- [EXERCISE DIRECTIONS] All that is needed is a count of the lines in this data that contain the word "Local".

Dataset entries
┄┄┄┄┄┄

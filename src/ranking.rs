//! Client-side mood ranking of the song list.
//!
//! With a mood selected, songs are ordered by:
//! 1. the mood's affinity score, descending (a song without a score for the
//!    mood sorts after every song that has one);
//! 2. whether the song's dominant emotion is the mood;
//! 3. the generic enjoyment score, descending, missing counting as 0.
//!
//! Songs equal on all three keep their server order. Without a mood the
//! server order is kept as is.

use crate::api::models::Song;
use crate::mood::Emotion;
use std::cmp::Ordering;

/// Order two songs for `mood`. `Ordering::Less` means `a` ranks first.
pub fn compare_for_mood(a: &Song, b: &Song, mood: Emotion) -> Ordering {
    compare_affinity(a.affinity(mood), b.affinity(mood))
        .then_with(|| matches_mood(b, mood).cmp(&matches_mood(a, mood)))
        .then_with(|| b.enjoyment().total_cmp(&a.enjoyment()))
}

/// Descending by score; absent scores after present ones, equal among themselves.
fn compare_affinity(a: Option<f64>, b: Option<f64>) -> Ordering {
    match (a, b) {
        (Some(a), Some(b)) => b.total_cmp(&a),
        (Some(_), None) => Ordering::Less,
        (None, Some(_)) => Ordering::Greater,
        (None, None) => Ordering::Equal,
    }
}

fn matches_mood(song: &Song, mood: Emotion) -> bool {
    song.dominant_emotion() == Some(mood)
}

/// Produce the ranked view of `songs` for the current mood selection.
///
/// Always returns the same songs, only reordered.
pub fn rank_songs(songs: &[Song], mood: Option<Emotion>) -> Vec<Song> {
    let mut ranked = songs.to_vec();
    if let Some(mood) = mood {
        // Stable: full ties keep server order.
        ranked.sort_by(|a, b| compare_for_mood(a, b, mood));
    }
    ranked
}

#[cfg(test)]
mod tests {
    use super::*;
    use serde_json::json;

    fn song(value: serde_json::Value) -> Song {
        serde_json::from_value(value).unwrap()
    }

    fn ids(songs: &[Song]) -> Vec<&str> {
        songs.iter().map(|s| s.id.as_str()).collect()
    }

    #[test]
    fn test_sorts_descending_by_mood_score() {
        let songs = vec![
            song(json!({"id": "a", "happy": 0.2})),
            song(json!({"id": "b", "happy": 0.9})),
            song(json!({"id": "c", "happy": 0.5})),
        ];
        let ranked = rank_songs(&songs, Some(Emotion::Happy));
        assert_eq!(ids(&ranked), vec!["b", "c", "a"]);
    }

    #[test]
    fn test_equal_score_prefers_dominant_emotion_match() {
        let songs = vec![
            song(json!({"id": "first", "happy": 0.9, "emotion": "sad", "score": 2})),
            song(json!({"id": "second", "happy": 0.9, "emotion": "happy", "score": 1})),
        ];
        let ranked = rank_songs(&songs, Some(Emotion::Happy));
        assert_eq!(ids(&ranked), vec!["second", "first"]);
    }

    #[test]
    fn test_missing_scores_fall_through_to_tie_breaks() {
        let songs = vec![
            song(json!({"id": "low", "emotion": "sad", "score": 1})),
            song(json!({"id": "high", "emotion": "sad", "score": 7})),
            song(json!({"id": "match", "emotion": "Happy"})),
        ];
        let ranked = rank_songs(&songs, Some(Emotion::Happy));
        assert_eq!(ids(&ranked), vec!["match", "high", "low"]);
    }

    #[test]
    fn test_scored_songs_rank_before_unscored() {
        let songs = vec![
            song(json!({"id": "unscored", "emotion": "happy", "score": 100})),
            song(json!({"id": "zero", "happy": 0.0})),
        ];
        let ranked = rank_songs(&songs, Some(Emotion::Happy));
        assert_eq!(ids(&ranked), vec!["zero", "unscored"]);
    }

    #[test]
    fn test_missing_enjoyment_counts_as_zero() {
        let songs = vec![
            song(json!({"id": "none"})),
            song(json!({"id": "negative", "score": -1})),
            song(json!({"id": "positive", "score": 0.5})),
        ];
        let ranked = rank_songs(&songs, Some(Emotion::Fear));
        assert_eq!(ids(&ranked), vec!["positive", "none", "negative"]);
    }

    #[test]
    fn test_full_ties_keep_server_order() {
        let songs = vec![
            song(json!({"id": "x", "sad": 0.3})),
            song(json!({"id": "y", "sad": 0.3})),
            song(json!({"id": "z", "sad": 0.3})),
        ];
        let ranked = rank_songs(&songs, Some(Emotion::Sad));
        assert_eq!(ids(&ranked), vec!["x", "y", "z"]);
    }

    #[test]
    fn test_no_mood_keeps_server_order() {
        let songs = vec![
            song(json!({"id": "b", "happy": 0.1, "score": 1})),
            song(json!({"id": "a", "happy": 0.9, "score": 9})),
        ];
        assert_eq!(rank_songs(&songs, None), songs);
    }

    #[test]
    fn test_ranking_is_idempotent_and_keeps_every_song() {
        let songs = vec![
            song(json!({"id": "1", "angry": 0.4, "emotion": "angry", "score": 3})),
            song(json!({"id": "2", "emotion": "angry"})),
            song(json!({"id": "3", "angry": 0.4, "score": 5})),
            song(json!({"id": "4", "score": 2})),
            song(json!({"id": "4", "score": 2})),
            song(json!({"id": "5", "angry": 0.8})),
        ];
        for mood in Emotion::all() {
            let once = rank_songs(&songs, Some(mood));
            let twice = rank_songs(&once, Some(mood));
            assert_eq!(once, twice, "not idempotent for {}", mood);

            let mut original = ids(&songs);
            let mut reordered = ids(&once);
            original.sort();
            reordered.sort();
            assert_eq!(original, reordered);
        }
        let ranked = rank_songs(&songs, Some(Emotion::Angry));
        assert_eq!(ids(&ranked), vec!["5", "1", "3", "2", "4", "4"]);
    }

    #[test]
    fn test_comparator_is_antisymmetric() {
        let a = song(json!({"id": "a", "neutral": 0.5, "emotion": "neutral"}));
        let b = song(json!({"id": "b", "score": 10}));
        assert_eq!(
            compare_for_mood(&a, &b, Emotion::Neutral),
            compare_for_mood(&b, &a, Emotion::Neutral).reverse()
        );
        assert_eq!(compare_for_mood(&a, &a, Emotion::Neutral), Ordering::Equal);
    }
}
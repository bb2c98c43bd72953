//! Dashboard main renderer

use super::components::{footer, header, logs, mood_bar, sensors, songs};
use super::state::DashboardState;
use ratatui::Frame;
use ratatui::layout::{Constraint, Direction, Layout};
use ratatui::prelude::{Color, Style};
use ratatui::widgets::Block;

pub fn render_dashboard(f: &mut Frame, state: &DashboardState) {
    if state.with_background_color {
        f.render_widget(
            Block::default().style(Style::default().bg(Color::Rgb(18, 18, 18))),
            f.area(),
        );
    }

    let main_chunks = Layout::default()
        .direction(Direction::Vertical)
        .constraints([
            Constraint::Length(4),
            Constraint::Length(3),
            Constraint::Fill(1),
            Constraint::Length(2),
        ])
        .margin(1)
        .split(f.area());

    header::render_header(f, main_chunks[0], state);
    mood_bar::render_mood_bar(f, main_chunks[1], state);

    let content_chunks = Layout::default()
        .direction(Direction::Horizontal)
        .constraints([Constraint::Percentage(62), Constraint::Percentage(38)])
        .split(main_chunks[2]);

    songs::render_songs_panel(f, content_chunks[0], state);

    let side_chunks = Layout::default()
        .direction(Direction::Vertical)
        .constraints([Constraint::Length(9), Constraint::Fill(1)])
        .split(content_chunks[1]);

    sensors::render_sensors_panel(f, side_chunks[0], state);
    logs::render_logs_panel(f, side_chunks[1], state);
    footer::render_footer(f, main_chunks[3]);
}

#[cfg(test)]
mod tests {
    use super::*;
    use crate::api::models::{CurrentPlayback, PlaybackTrack, Song, WebcamStatus};
    use crate::environment::Environment;
    use crate::mood::Emotion;
    use ratatui::Terminal;
    use ratatui::backend::TestBackend;
    use std::collections::BTreeMap;

    fn buffer_text(terminal: &Terminal<TestBackend>) -> String {
        terminal
            .backend()
            .buffer()
            .content()
            .iter()
            .map(|cell| cell.symbol())
            .collect()
    }

    #[test]
    fn test_dashboard_renders_songs_and_player() {
        let mut state = DashboardState::new(Environment::Local, Some(Emotion::Happy), true);
        state.view.fetch_succeeded(
            1,
            vec![Song {
                id: "1".to_string(),
                title: "Walking on Sunshine".to_string(),
                artist: "Katrina".to_string(),
                image: None,
                duration: "3:58".to_string(),
                emotion: Some("happy".to_string()),
                score: Some(4.0),
                affinities: BTreeMap::from([(Emotion::Happy, 0.93)]),
            }],
        );
        state.playback = Some(CurrentPlayback {
            is_playing: true,
            track: Some(PlaybackTrack {
                name: "Walking on Sunshine".to_string(),
                artist: "Katrina".to_string(),
                duration_ms: 238_000,
                ..PlaybackTrack::default()
            }),
            progress_ms: 60_000,
            ..CurrentPlayback::default()
        });
        state.webcam = Some(WebcamStatus {
            webcam_active: true,
            current_emotion: Some("happy".to_string()),
        });

        let mut terminal = Terminal::new(TestBackend::new(160, 40)).unwrap();
        terminal.draw(|f| render_dashboard(f, &state)).unwrap();

        let text = buffer_text(&terminal);
        assert!(text.contains("Walking on Sunshine"));
        assert!(text.contains("0.93"));
        assert!(text.contains("MOOD: HAPPY"));
        assert!(text.contains("1:00 / 3:58"));
    }

    #[test]
    fn test_empty_dashboard_renders() {
        let state = DashboardState::new(Environment::Local, None, false);
        let mut terminal = Terminal::new(TestBackend::new(100, 30)).unwrap();
        terminal.draw(|f| render_dashboard(f, &state)).unwrap();
        assert!(buffer_text(&terminal).contains("Loading songs..."));
    }
}
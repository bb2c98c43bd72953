//! Login screen module

use ratatui::Frame;
use ratatui::layout::Alignment;
use ratatui::prelude::{Color, Modifier, Style};
use ratatui::text::{Line, Span};
use ratatui::widgets::{Block, BorderType, Borders, Padding, Paragraph, Wrap};

/// Shown when the session is not authenticated with the music provider.
pub fn render_login(f: &mut Frame, auth_url: Option<&str>, rechecking: bool) {
    let mut lines = vec![
        Line::from(Span::styled(
            "Not logged in to Spotify",
            Style::default()
                .fg(Color::LightYellow)
                .add_modifier(Modifier::BOLD),
        )),
        Line::from(""),
    ];

    match auth_url {
        Some(url) => {
            lines.push(Line::from("Open this URL in a browser to log in:"));
            lines.push(Line::from(""));
            lines.push(Line::from(Span::styled(
                url.to_string(),
                Style::default()
                    .fg(Color::LightBlue)
                    .add_modifier(Modifier::UNDERLINED),
            )));
        }
        None => lines.push(Line::from(
            "The service did not provide a login URL. Log in through the web app.",
        )),
    }

    lines.push(Line::from(""));
    lines.push(Line::from(if rechecking {
        "Checking session..."
    } else {
        "Press Enter once logged in, Esc to exit"
    }));

    let block = Block::default()
        .title("Login")
        .borders(Borders::ALL)
        .border_type(BorderType::Rounded)
        .border_style(Style::default().fg(Color::Cyan))
        .padding(Padding::uniform(1));

    let paragraph = Paragraph::new(lines)
        .alignment(Alignment::Center)
        .wrap(Wrap { trim: false })
        .block(block);

    f.render_widget(paragraph, f.area());
}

┄┄┄┄┄┄

- [OUTPUT FOR THIS TASK] 2